■ What the task requires ■
Print exactly those lines that run from the beginning of the data to the line bearing "use fintrack::window::Period;", inclusive.

■ Material for the task ■
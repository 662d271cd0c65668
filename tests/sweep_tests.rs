// Copyright (c) 2025 Soumyadip Sarkar.
// All rights reserved.
//
// This source code is licensed under the license found in the
// LICENSE file in the root directory of this source tree.

use chrono::{DateTime, Duration, TimeZone, Utc};
use fintrack::commands::categories::{id_for_category, list_categories, soft_delete_category};
use fintrack::commands::currencies::currency_by_code;
use fintrack::commands::limits::{get_limit, set_limit, NewLimit};
use fintrack::commands::sweep::{purge_soft_deleted_categories, rollover_all_limits};
use fintrack::commands::transactions::{record_transaction_at, NewTransaction};
use fintrack::commands::users::register_user;
use fintrack::db;
use fintrack::window::Period;
use rusqlite::{params, Connection};
use rust_decimal::Decimal;

fn now() -> DateTime<Utc> {
    Utc.with_ymd_and_hms(2025, 6, 15, 0, 0, 0).unwrap()
}

fn setup() -> (Connection, i64) {
    let mut conn = Connection::open_in_memory().unwrap();
    db::init_schema(&conn).unwrap();
    let user_id = register_user(&mut conn, 7, "bob").unwrap();
    (conn, user_id)
}

fn add_limit(
    conn: &mut Connection,
    user_id: i64,
    category: &str,
    period: Period,
    auto_renew: bool,
    start: DateTime<Utc>,
    end: Option<DateTime<Utc>>,
) -> i64 {
    let category_id = id_for_category(conn, user_id, category).unwrap();
    let rub = currency_by_code(conn, "RUB").unwrap().id;
    set_limit(
        conn,
        &NewLimit {
            user_id,
            category_id,
            currency_id: rub,
            amount: Decimal::new(1000, 0),
            period,
            auto_renew,
            start_date: start,
            end_date: end,
        },
    )
    .unwrap();
    category_id
}

#[test]
fn rollover_catches_up_to_now() {
    let (mut conn, user_id) = setup();
    let start = now() - Duration::days(95);
    let food = add_limit(&mut conn, user_id, "Food", Period::Days(30), true, start, None);

    assert_eq!(rollover_all_limits(&mut conn, now()).unwrap(), 1);
    let l = get_limit(&conn, user_id, food).unwrap().unwrap();
    let end = l.end_date.unwrap();
    assert!(end >= now());
    assert!(l.start_date <= now());
    assert_eq!(end - l.start_date, Duration::days(30));
    assert_eq!(l.start_date, start + Duration::days(90));
}

#[test]
fn rollover_is_idempotent() {
    let (mut conn, user_id) = setup();
    let start = now() - Duration::days(50);
    let food = add_limit(&mut conn, user_id, "Food", Period::Days(7), true, start, None);

    rollover_all_limits(&mut conn, now()).unwrap();
    let first = get_limit(&conn, user_id, food).unwrap().unwrap();
    assert_eq!(rollover_all_limits(&mut conn, now()).unwrap(), 0);
    let second = get_limit(&conn, user_id, food).unwrap().unwrap();
    assert_eq!(first.start_date, second.start_date);
    assert_eq!(first.end_date, second.end_date);
}

#[test]
fn rollover_leaves_custom_and_manual_limits() {
    let (mut conn, user_id) = setup();
    let old = now() - Duration::days(60);
    let custom_end = now() - Duration::days(30);
    let food = add_limit(&mut conn, user_id, "Food", Period::Custom, true, old, Some(custom_end));
    let transport = add_limit(&mut conn, user_id, "Transport", Period::Days(10), false, old, None);
    let housing = add_limit(&mut conn, user_id, "Housing", Period::Days(10), true, old, None);
    conn.execute(
        "UPDATE limits SET period='10 days' WHERE category_id=?1",
        params![housing],
    )
    .unwrap();

    assert_eq!(rollover_all_limits(&mut conn, now()).unwrap(), 0);
    let f = get_limit(&conn, user_id, food).unwrap().unwrap();
    assert_eq!(f.start_date, old);
    assert_eq!(f.end_date, Some(custom_end));
    let t = get_limit(&conn, user_id, transport).unwrap().unwrap();
    assert_eq!(t.start_date, old);
    let h = get_limit(&conn, user_id, housing).unwrap().unwrap();
    assert_eq!(h.start_date, old);
}

#[test]
fn rollover_fills_missing_end_date() {
    let (mut conn, user_id) = setup();
    let start = now() - Duration::days(1);
    let food = add_limit(&mut conn, user_id, "Food", Period::Days(30), true, start, None);
    conn.execute("UPDATE limits SET end_date=NULL, period='30D'", []).unwrap();

    assert_eq!(rollover_all_limits(&mut conn, now()).unwrap(), 1);
    let l = get_limit(&conn, user_id, food).unwrap().unwrap();
    assert_eq!(l.start_date, start);
    assert_eq!(l.end_date, Some(start + Duration::days(30)));
}

#[test]
fn purge_removes_only_expired_soft_deletes() {
    let (mut conn, user_id) = setup();
    let food = add_limit(&mut conn, user_id, "Food", Period::Days(30), true, now(), None);
    let transport = id_for_category(&conn, user_id, "Transport").unwrap();
    let rub = currency_by_code(&conn, "RUB").unwrap().id;
    record_transaction_at(
        &conn,
        &NewTransaction {
            user_id,
            category_id: food,
            currency_id: rub,
            amount: Decimal::new(500, 0),
            is_expense: true,
            comment: Some("groceries".into()),
        },
        now() - Duration::days(40),
    )
    .unwrap();
    soft_delete_category(&conn, food, now() - Duration::days(31)).unwrap();
    soft_delete_category(&conn, transport, now() - Duration::days(29)).unwrap();

    assert_eq!(purge_soft_deleted_categories(&mut conn, now(), 30).unwrap(), 1);

    let names: Vec<String> = list_categories(&conn, user_id)
        .unwrap()
        .into_iter()
        .map(|c| c.name)
        .collect();
    assert!(!names.contains(&"Food".to_string()));
    assert!(names.contains(&"Transport".to_string()));

    let txs: i64 = conn
        .query_row(
            "SELECT COUNT(*) FROM transactions WHERE category_id=?1",
            params![food],
            |r| r.get(0),
        )
        .unwrap();
    assert_eq!(txs, 0);
    assert!(get_limit(&conn, user_id, food).unwrap().is_none());
}

#[test]
fn purge_rejects_out_of_range_retention() {
    let (mut conn, user_id) = setup();
    let food = id_for_category(&conn, user_id, "Food").unwrap();
    soft_delete_category(&conn, food, now() - Duration::days(400)).unwrap();

    assert!(purge_soft_deleted_categories(&mut conn, now(), -1).is_err());
    assert!(purge_soft_deleted_categories(&mut conn, now(), i64::MAX).is_err());
    assert!(purge_soft_deleted_categories(&mut conn, now(), 100_000_000).is_err());
    assert!(list_categories(&conn, user_id).unwrap().iter().any(|c| c.id == food));

    assert_eq!(purge_soft_deleted_categories(&mut conn, now(), 0).unwrap(), 1);
}
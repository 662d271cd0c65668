// Copyright (c) 2025 Soumyadip Sarkar.
// All rights reserved.
//
// This source code is licensed under the license found in the
// LICENSE file in the root directory of this source tree.

/// Percent of a limit at which the front-end starts warning.
pub const WARN_PERCENT: f64 = 80.0;

/// Soft-deleted categories older than this are purged by the sweep.
pub const CATEGORY_RETENTION_DAYS: i64 = 30;

/// Largest amount accepted for a transaction or a limit.
pub const MAX_AMOUNT: i64 = 1_000_000_000_000;

pub const RECENT_TRANSACTIONS: usize = 5;

pub const TRAILING_MONTHS: u32 = 6;

/// Approximate month length used to place the trailing statistics window.
pub const DAYS_PER_MONTH: i64 = 30;

/// Reporting currency assigned to new users.
pub const DEFAULT_CURRENCY: &str = "RUB";

pub struct DefaultCurrency {
    pub code: &'static str,
    pub name: &'static str,
    pub symbol: &'static str,
    pub rate_to_base: &'static str,
}

/// Static rates, expressed in RUB per unit.
pub const DEFAULT_CURRENCIES: &[DefaultCurrency] = &[
    DefaultCurrency { code: "RUB", name: "Russian Ruble", symbol: "₽", rate_to_base: "1" },
    DefaultCurrency { code: "USD", name: "US Dollar", symbol: "$", rate_to_base: "90" },
    DefaultCurrency { code: "EUR", name: "Euro", symbol: "€", rate_to_base: "100" },
    DefaultCurrency { code: "KZT", name: "Kazakhstani Tenge", symbol: "₸", rate_to_base: "0.18" },
    DefaultCurrency { code: "CNY", name: "Chinese Yuan", symbol: "¥", rate_to_base: "12.5" },
];

pub const DEFAULT_CATEGORIES: &[&str] = &[
    "Food",
    "Transport",
    "Housing",
    "Health",
    "Entertainment",
    "Salary",
];
// Copyright (c) 2025 Soumyadip Sarkar.
// All rights reserved.
//
// This source code is licensed under the license found in the
// LICENSE file in the root directory of this source tree.

use thiserror::Error;

/// Failures the caller is expected to branch on. Everything else travels as
/// `anyhow::Error` with context attached.
#[derive(Debug, Error, PartialEq, Eq)]
pub enum MoneyError {
    #[error("no reporting currency configured for user {0}")]
    NoReportingCurrency(i64),
    #[error("reporting currency {0} has no valid exchange rate")]
    InvalidReportingRate(i64),
    #[error("currency {0} has no valid exchange rate")]
    Unconvertible(i64),
    #[error("amount is too large to convert")]
    Overflow,
    #[error("user with tg id {0} is not registered")]
    UnknownUser(i64),
    #[error("currency '{0}' not found")]
    UnknownCurrency(String),
    #[error("invalid period '{0}', expected <N>d, custom, day, week, month or year")]
    InvalidPeriod(String),
}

■ Answer ■
repository 662d271cd0c65668
filename tests/sweep_tests.rs
// Copyright (c) 2025 Soumyadip Sarkar.
// All rights reserved.
//
// This source code is licensed under the license found in the
// LICENSE file in the root directory of this source tree.

use chrono::{DateTime, Duration, TimeZone, Utc};
use fintrack::commands::categories::{id_for_category, list_categories, soft_delete_category};
use fintrack::commands::currencies::currency_by_code;
use fintrack::commands::limits::{get_limit, set_limit, NewLimit};
use fintrack::commands::sweep::{purge_soft_deleted_categories, rollover_all_limits};
use fintrack::commands::transactions::{record_transaction_at, NewTransaction};
use fintrack::commands::users::register_user;
use fintrack::db;
use fintrack::window::Period;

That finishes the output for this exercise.